Question

In Young's double slit experiment, two slits $S_1$ and $S_2$ are ' $d$ ' distance apart and the separation from slits to screen is $D$ (as shown in figure) Now if two transparent slabs of equal thickness $0.1 \,mm$ but refractive index $1.51$ and $1.55$ are introduced in the path of beam $(\lambda=4000 \mathring {A})$ from $S_1$ and $S_2$ respectively, The central bright fringe spot will shift by ______ number of fringes

Answer 1

Correct Answer: 10

To determine the shift in the central bright fringe in Young's double slit experiment due to the introduction of the slabs, we calculate the optical path difference introduced by each slab.
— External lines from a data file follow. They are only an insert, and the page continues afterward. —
impl RecordLoader {
    pub fn new() -> Self {
        RecordLoader {
            reserved_files: DEFAULT_RESERVED_FILES.iter().map(|s| s.to_string()).collect(),
        }
    }

    /// Use a custom list of filenames to exclude from the scan
    pub fn with_reserved_files(reserved_files: Vec<String>) -> Self {
        RecordLoader { reserved_files }
    }

    /// Load every `*.json` file in `dir`, in filename order.
    ///
    /// Only failing to list an existing directory is an error; a missing
    /// directory behaves like an empty one.
    pub fn load_dir(&self, dir: &Path) -> Result<LoadReport> {
        let mut report = LoadReport::default();

        let files = match self.list_input_files(dir) {
            Ok(files) => files,
            Err(e) if e.kind() == io::ErrorKind::NotFound => {
                warn!(dir = %dir.display(), "input directory not found");
                Vec::new()
            }
            Err(e) => {
                return Err(e)
                    .with_context(|| format!("Failed to list input directory: {:?}", dir))
            }
        };

        // Keyed by normalized identifier; later files replace the data but
        // keep the position of the first occurrence.
        let mut positions: HashMap<String, usize> = HashMap::new();

        for path in files {
            let file = path
                .file_name()
                .map(|n| n.to_string_lossy().into_owned())
                .unwrap_or_default();

            let parsed = fs::read_to_string(&path)
                .map_err(|e| SkipReason::Unreadable(e.to_string()))
                .and_then(|content| parse_record(&content));

            match parsed {
                Ok(record) => {
                    let key = record.identifier.clone();
                    match positions.get(&key) {
                        Some(&index) => {
                            debug!(identifier = %key, file = %file, "duplicate identifier, later file wins");
                            report.records[index] = record;
                            report.overwritten.push(key);
                        }
                        None => {
                            positions.insert(key, report.records.len());
                            report.records.push(record);
                        }
                    }
                }
                Err(reason) => {
                    warn!(file = %file, reason = %reason, "skipping input file");
                    report.skipped.push(SkipDiagnostic { file, reason });
                }
            }
        }

        if report.records.is_empty() {
            warn!("no valid records found, using seed set");
            report.records = seed_records(&Utc::now().format("%Y-%m-%d").to_string());
            report.used_seed = true;
        }

        info!(
            records = report.records.len(),
            skipped = report.skipped.len(),
            "loaded account records"
        );

        Ok(report)
    }

    fn list_input_files(&self, dir: &Path) -> io::Result<Vec<std::path::PathBuf>> {
        let mut files = Vec::new();
        for entry in fs::read_dir(dir)? {
            let path = entry?.path();
            if !path.is_file() {
                continue;
            }
            if path.extension().and_then(|e| e.to_str()) != Some("json") {
                continue;
            }
            let name = path
                .file_name()
                .map(|n| n.to_string_lossy().to_lowercase())
                .unwrap_or_default();
            if self.reserved_files.iter().any(|r| r.to_lowercase() == name) {
                debug!(file = %name, "skipping reserved file");
                continue;
            }
            files.push(path);
        }
        files.sort();
        Ok(files)
    }
}

impl Default for RecordLoader {
    fn default() -> Self {
        Self::new()
    }
}

// ============================================================================
// NORMALIZATION
// ============================================================================

/// Parse one input document into a normalized record
pub fn parse_record(content: &str) -> Result<EntityRecord, SkipReason> {
    let value: Value =
        serde_json::from_str(content).map_err(|e| SkipReason::InvalidJson(e.to_string()))?;
    let obj = value.as_object().ok_or(SkipReason::NotAnObject)?;
    normalize_record(obj)
}

/// Apply the per-field normalization and defaulting rules
pub fn normalize_record(obj: &Map<String, Value>) -> Result<EntityRecord, SkipReason> {
    let identifier = field_str(obj, &["identifier", "username", "handle"])
        .map(|raw| normalize_identifier(&raw))
        .unwrap_or_default();

    if identifier.is_empty() {
        return Err(SkipReason::MissingIdentifier);
    }
    if !is_path_safe(&identifier) {
        return Err(SkipReason::UnsafeIdentifier(identifier));
    }

    Ok(EntityRecord {
        display_name: field_str(obj, &["displayName", "name", "display_name"])
            .unwrap_or_else(|| default_display_name(&identifier)),
        avatar_url: field_str(obj, &["avatarUrl", "profile_image_url", "avatar"])
            .unwrap_or_else(|| default_avatar_url(&identifier)),
        bio_text: field_str(obj, &["bioText", "bio", "description"])
            .unwrap_or_else(|| default_bio_text(&identifier)),
        numeric_id: field(obj, &["numericId", "id"]).and_then(opaque_id),
        affiliation: field(obj, &["affiliation"]).and_then(parse_affiliation),
        subscription_tier: field_str(obj, &["subscriptionTier", "verified_type"])
            .map(SubscriptionTier::from),
        external_url: field_str(obj, &["externalUrl", "url"]),
        is_verified: field(obj, &["isVerified", "verified"]).and_then(Value::as_bool),
        metrics: field(obj, &["metrics", "public_metrics"])
            .and_then(|v| parse_metrics(&identifier, v)),
        proofs: field(obj, &["proofs"])
            .map(|v| parse_proofs(&identifier, v))
            .unwrap_or_default(),
        change_log: field(obj, &["changeLog", "change_log"])
            .map(|v| parse_change_log(&identifier, v))
            .unwrap_or_default(),
        identifier,
    })
}

/// Three placeholder accounts, each with one synthesized proof
pub fn seed_records(date: &str) -> Vec<EntityRecord> {
    SEED_IDENTIFIERS
        .iter()
        .map(|id| {
            let mut record = EntityRecord::placeholder(id);
            record.proofs.push(Proof {
                label: "Placeholder".to_string(),
                date: date.to_string(),
                description: format!("Seed entry for @{} until real data is added", id),
                urls: Vec::new(),
            });
            record
        })
        .collect()
}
The optical path difference $\Delta x$ is given by:
\(\Delta x = (n_2-n_1)t\)
Here, \(n_1=1.51\) and \(n_2=1.55\), and the thickness \(t=0.1 \, \text{mm} = 0.1 \times 10^{-3} \, \text{m}\).
So, \(\Delta x = (1.55-1.51) \times 0.1 \times 10^{-3}\)
\(\Delta x = 0.04 \times 0.1 \times 10^{-3} = 4 \times 10^{-6} \, \text{m}\)
The number of fringes shifted (\(N\)) is given by \(\frac{\Delta x}{\lambda}\):
\(\lambda = 4000 \, \mathring {A} = 4000 \times 10^{-10} \, \text{m}\)
\(N = \frac{4 \times 10^{-6}}{4000 \times 10^{-10}} = \frac{4 \times 10^{-6}}{4 \times 10^{-7}} = 10\)
The central bright fringe shifts by 10 fringes, which matches the expected range of 10,10, confirming the accuracy.